Posture isn’t a sexy topic. But in a society full of desk jockeys poor posture is becoming a serious problem.
Poor posture can lead to a whole host of issues, including shoulder impingement, rotator cuff issues, lower back and disc problems, hip tendonitis and stabilization issues, and many others. Not only will these limit your athleticism but they will set you up for more injuries as you age.
The Anatomy of Poor Posture
Most postural issues stem from two areas: the hips and shoulders. If your postural alignment is off in one or both of these areas, you’re gonna have a bad time.
Hips are the big player when it comes to athleticism, and all movement really. The major postural issue with the hips stems from sitting down too much. Without getting too anatomical on you, what happens when we sit is we put some of the muscles in our hips and quads in a shortened position. The more time you spend in this position, the more your muscles are going to want to stay that way. This causes your hip flexors to tighten up.
When you stand up with tight hip flexors they pull your pelvis into anterior pelvic tilt, which is not good. Anterior pelvic tilt causes poor abdominal control and poor stabilization, which leads to lower back issues.
The shoulders are the second major player in poor posture. Think about it, when you sit at your desk or in class, how are you sitting most of the time? Probably hunched over right?
This position causes your shoulders to internally rotate. And while this is a natural movement pattern for your shoulders, just like with your hips, sitting in it for extended periods of time will cause the shoulders to stay in this position.
The problem with this is that our shoulders are actually stronger when they are externally rotated, or pulled back. Having internally rotated shoulders weakens the posterior deltoid (back of the shoulder), lats, traps, and other muscles of the upper back. This causes lack of mobility, stability, and will lead to pain in the shoulders, neck and upper back.
Fixing Poor Posture
I could give you general recommendations on how to prevent bad posture, such as get up and walk around for a few minutes every hour, or sit up straight and pull your shoulder blades back and down when you sit.

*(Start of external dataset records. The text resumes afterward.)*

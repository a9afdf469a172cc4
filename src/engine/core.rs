// src/engine/core.rs

//! Pure core runtime state machine.
//!
//! A synchronous, deterministic core that consumes [`RuntimeEvent`]s and
//! produces commands for the IO shell. It owns the scheduler, has no
//! channels, no Tokio types, and performs no IO, so the full run semantics
//! can be unit tested without processes or the filesystem.

use tracing::info;

use crate::dag::{RunReport, Scheduler, SchedulerStep};
use crate::engine::{CoreCommand, CoreStep, RuntimeEvent};

#[derive(Debug)]
pub struct CoreRuntime {
    scheduler: Scheduler,
    /// Set on shutdown request: in-flight tasks finish, nothing new is
    /// dispatched.
    draining: bool,
}

impl CoreRuntime {
    pub fn new(scheduler: Scheduler) -> Self {
        Self {
            scheduler,
            draining: false,
        }
    }

    /// Seed the run: skip up-to-date tasks and dispatch the initial
    /// runnable batch. If everything was already satisfied the step asks
    /// the shell to exit immediately.
    pub fn start(&mut self) -> CoreStep {
        let step = self.scheduler.start();
        self.step_to_commands(step)
    }

    /// Handle a single runtime event.
    pub fn step(&mut self, event: RuntimeEvent) -> CoreStep {
        match event {
            RuntimeEvent::TaskCompleted { task, outcome } => {
                let step = self.scheduler.handle_completion(&task, outcome);
                self.step_to_commands(step)
            }
            RuntimeEvent::ShutdownRequested => {
                info!("shutdown requested; draining in-flight tasks");
                self.draining = true;
                self.scheduler.begin_drain();
                CoreStep {
                    commands: Vec::new(),
                    keep_running: self.scheduler.has_running(),
                }
            }
        }
    }

    /// Expose whether the scheduler is idle (for tests).
    pub fn is_idle(&self) -> bool {
        self.scheduler.is_idle()
    }

    /// Consume the core and produce the final report.
    pub fn into_report(self) -> RunReport {
        self.scheduler.report()
    }

    fn step_to_commands(&mut self, step: SchedulerStep) -> CoreStep {
        let mut commands = Vec::new();

        // While draining the scheduler stops producing new tasks, so this
        // only dispatches during a live run.
        if !step.newly_scheduled.is_empty() {
            commands.push(CoreCommand::DispatchTasks(step.newly_scheduled));
        }

        let keep_running = if self.draining {
            self.scheduler.has_running()
        } else {
            !step.run_finished
        };

        CoreStep {
            commands,
            keep_running,
        }
    }
}
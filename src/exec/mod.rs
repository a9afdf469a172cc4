// src/exec/mod.rs

//! Process execution layer.
//!
//! Runs the actions the scheduler dispatches (external tool invocations
//! via `tokio::process::Command`, lane merges, summary aggregation) and
//! reports back to the runtime via `RuntimeEvent`s.
//!
//! - [`backend`] provides the `ExecutorBackend` trait and the concrete
//!   `RealExecutorBackend` used in production; tests substitute a fake.
//! - [`executor_loop`] owns the background loop and the concurrency bound.
//! - [`task_runner`] executes a single task action and classifies its
//!   outcome.

pub mod backend;
pub mod executor_loop;
pub mod task_runner;

pub use backend::{ExecutorBackend, RealExecutorBackend};
pub use executor_loop::spawn_executor;
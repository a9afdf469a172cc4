// src/pipeline/mod.rs

//! Pipeline construction: turns a validated config into a task DAG.
//!
//! - [`qc`] builds per-sample QC subtrees (lane merge + QC tool run).
//! - [`dge`] builds per-(kingdom, feature) differential-expression tasks.
//! - [`summary`] implements the stage aggregators.
//! - [`build`] wires the stages together and picks the DAG roots.

pub mod build;
pub mod dge;
pub mod qc;
pub mod summary;

pub use build::{DGE_SUMMARY_TASK, PipelineBuild, QC_SUMMARY_TASK, build_pipeline};
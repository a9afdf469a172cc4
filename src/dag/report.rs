// src/dag/report.rs

//! Final run report.
//!
//! The distinction between "failed directly", "skipped because an upstream
//! dependency failed", and "skipped because the output already existed" is
//! preserved for user-visible reporting; it is never collapsed into a
//! single failure count.

use tracing::{info, warn};

use crate::dag::task::TaskId;
use crate::engine::TaskOutcome;

#[derive(Debug, Clone, Default)]
pub struct RunReport {
    /// Tasks that ran and succeeded.
    pub succeeded: Vec<TaskId>,
    /// Tasks whose outputs were already satisfied; never dispatched.
    pub skipped_up_to_date: Vec<TaskId>,
    /// Tasks that ran (or were about to run) and failed, with the outcome.
    pub failed: Vec<(TaskId, TaskOutcome)>,
    /// Tasks never run because an upstream dependency failed.
    pub failed_upstream: Vec<TaskId>,
    /// Tasks left non-terminal (only after an interrupted/drained run).
    pub not_finished: Vec<TaskId>,
}

impl RunReport {
    /// True iff every reachable task ended successfully, counting
    /// up-to-date skips as success.
    pub fn overall_success(&self) -> bool {
        self.failed.is_empty() && self.failed_upstream.is_empty() && self.not_finished.is_empty()
    }

    /// Log a per-category summary at the end of a run.
    pub fn log_summary(&self) {
        info!(
            succeeded = self.succeeded.len(),
            skipped_up_to_date = self.skipped_up_to_date.len(),
            failed = self.failed.len(),
            failed_upstream = self.failed_upstream.len(),
            "pipeline run finished"
        );

        for (task, outcome) in &self.failed {
            warn!(task = %task, outcome = %outcome, "task failed");
        }
        for task in &self.failed_upstream {
            warn!(task = %task, "task skipped: upstream dependency failed");
        }
        for task in &self.not_finished {
            warn!(task = %task, "task did not reach a terminal state (run interrupted)");
        }
    }
}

But if you’ve had poor posture for a while, you are likely suffering from some weaknesses and imbalances. In order to correct this you need to increase strength.
Here are some exercises to improve posture. Add these into your workout to help strengthen and correct muscular imbalances in your hips and shoulders…

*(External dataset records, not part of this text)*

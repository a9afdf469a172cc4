// src/dag/task.rs

//! Task and target model.
//!
//! A [`Task`] is a node in the dependency graph: it declares upstream task
//! ids, one or more output [`Target`]s, and an action describing the work.
//! A task is *complete* iff every output target is satisfied; completion is
//! what lets the scheduler skip work that already happened in a previous
//! invocation.

use std::path::{Path, PathBuf};

use crate::fs::FileSystem;

/// Canonical task identifier, e.g. `"qc:samp1"` or `"dge:prok:gene"`.
pub type TaskId = String;

/// Handle to a persisted artifact used for completion detection.
///
/// Satisfaction is a pure function of filesystem state and is re-evaluated
/// on every call; a partial file left by an interrupted run simply makes
/// the owning task incomplete again on the next invocation.
#[derive(Debug, Clone, PartialEq, Eq)]
pub struct Target {
    path: PathBuf,
}

impl Target {
    pub fn new(path: impl Into<PathBuf>) -> Self {
        Self { path: path.into() }
    }

    pub fn path(&self) -> &Path {
        &self.path
    }

    /// Whether the artifact currently exists. A missing parent directory is
    /// "not satisfied", never an error.
    pub fn is_satisfied(&self, fs: &dyn FileSystem) -> bool {
        fs.exists(&self.path)
    }
}

/// External process invocation.
#[derive(Debug, Clone)]
pub struct CommandSpec {
    pub program: String,
    pub args: Vec<String>,
    /// Files that must exist before the process is started.
    pub inputs: Vec<PathBuf>,
    /// Directory the process writes into; created before spawning.
    pub output_dir: PathBuf,
}

/// Which summary format an aggregation task produces.
#[derive(Debug, Clone, Copy, PartialEq, Eq)]
pub enum SummaryKind {
    /// Per-sample QC statistics files merged into one QC summary table.
    QcStats,
    /// Per-feature differential-expression tables merged into one
    /// up/down-regulation summary.
    DgeTable,
}

/// One input artifact for an aggregation task.
#[derive(Debug, Clone)]
pub struct SummaryInput {
    /// Task that produces this artifact; aggregation only reads inputs
    /// whose source ended the run successfully.
    pub source: TaskId,
    /// Row key components (QC: `[sample]`, DGE: `[kingdom, feature]`).
    pub key: Vec<String>,
    pub path: PathBuf,
}

/// Aggregation work description.
#[derive(Debug, Clone)]
pub struct AggregateSpec {
    pub kind: SummaryKind,
    /// Inputs in deterministic (manifest / build) order.
    pub inputs: Vec<SummaryInput>,
    pub output: PathBuf,
}

/// The work a task performs when it runs.
#[derive(Debug, Clone)]
pub enum TaskAction {
    /// Invoke an external program and wait for it to exit.
    Command(CommandSpec),
    /// Concatenate multi-lane read files into a single file.
    MergeLanes {
        inputs: Vec<PathBuf>,
        output: PathBuf,
    },
    /// Merge dependency outputs into a stage summary table.
    Aggregate(AggregateSpec),
}

impl TaskAction {
    /// Short human-readable description for dry-run output and logs.
    pub fn describe(&self) -> String {
        match self {
            TaskAction::Command(spec) => {
                format!("{} {}", spec.program, spec.args.join(" "))
            }
            TaskAction::MergeLanes { inputs, output } => {
                format!("merge {} lane file(s) -> {}", inputs.len(), output.display())
            }
            TaskAction::Aggregate(spec) => {
                let kind = match spec.kind {
                    SummaryKind::QcStats => "qc stats",
                    SummaryKind::DgeTable => "dge tables",
                };
                format!(
                    "aggregate {} from {} input(s) -> {}",
                    kind,
                    spec.inputs.len(),
                    spec.output.display()
                )
            }
        }
    }
}

/// When a task's dependencies count as satisfied.
#[derive(Debug, Clone, Copy, PartialEq, Eq, Default)]
pub enum DepPolicy {
    /// Every dependency must have succeeded (or been skipped as already
    /// complete). Upstream failure cascades to this task.
    #[default]
    AllSucceeded,
    /// Every dependency must merely have reached a terminal state. Used by
    /// aggregators, which run over whatever subtrees survived.
    AllTerminal,
}

/// A node in the dependency graph.
#[derive(Debug, Clone)]
pub struct Task {
    pub id: TaskId,
    pub deps: Vec<TaskId>,
    pub outputs: Vec<Target>,
    pub action: TaskAction,
    pub dep_policy: DepPolicy,
}

impl Task {
    /// True iff every declared output target is satisfied.
    pub fn is_complete(&self, fs: &dyn FileSystem) -> bool {
        self.outputs.iter().all(|t| t.is_satisfied(fs))
    }
}

/// Description of a task the scheduler wants the executor to run now.
#[derive(Debug, Clone)]
pub struct ScheduledTask {
    pub id: TaskId,
    pub action: TaskAction,
    /// Re-checked by the runner after the action finishes; an unsatisfied
    /// target after a clean exit is a contract violation.
    pub outputs: Vec<Target>,
    /// Dependencies that ended the run successfully (ran or were skipped
    /// as up to date). Aggregation reads only these sources.
    pub succeeded_deps: Vec<TaskId>,
}

impl ScheduledTask {
    pub fn from_task(task: &Task, succeeded_deps: Vec<TaskId>) -> Self {
        Self {
            id: task.id.clone(),
            action: task.action.clone(),
            outputs: task.outputs.clone(),
            succeeded_deps,
        }
    }
}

It always seems to come back to the deadlift doesn’t it? Well there is a reason for that. The deadlift is a total body movement that hits nearly every major muscle group and arguable the best exercise for increasing strength.
Where the deadlift has the advantage when it comes to improving posture is that the two primary muscle groups it works are the hips/hamstrings and upper back. In addition, the deadlift also works to improve core stabilization and strengthen the spine.
Throughout the entire movement of the deadlift, you are working on moving your hips into full extension, while also externally rotating your shoulders. This will help strengthen the muscles in these areas, making it easier for the body to stay in those positions.
Goblet or Front Squats
Squats are great for increasing core stabilization and stretching the hip muscles. And while back squats will do both of those, by switching to front squats you are increasing the effect.
By front-loading the weight, most people are able to sit deeper in the squat, thus increasing the stretch in the hips. The front-loaded weight also increases core activation and stabilization, thus strengthening the abdominal and lower back muscles.
Face Pulls & Dumbbell Shrugs
Our gym routine often doesn’t help our posture. Guys tend to focus on a lot of chest work. And while there is nothing inherently wrong with working your chest, ignoring your upper back and shoulders creates imbalances. This makes it easier for your shoulders to internally rotate. Face pulls focus on externally rotating the shoulders by working the muscles that pull the shoulders back and down.
Shrugs work by strengthening the upper back, specifically the traps. Just make sure you use dumbbells rather than a barbell. Because dumbbells hang at your sides, you can easily pull the weight up AND back. Yes you can use more weight with a barbell, but it also forces your shoulders into a more internally rotated position, which is what you want to avoid.
Poor posture isn’t something you really think about until one day you are hunched over in the doctors office complaining of back pain and hip issues. By taking preventative measures now, not only can you fix these issues, but you can prevent future, more serious ones. Implementing these tips and exercises into your life will go a long way towards making sure you stay healthy and moving well.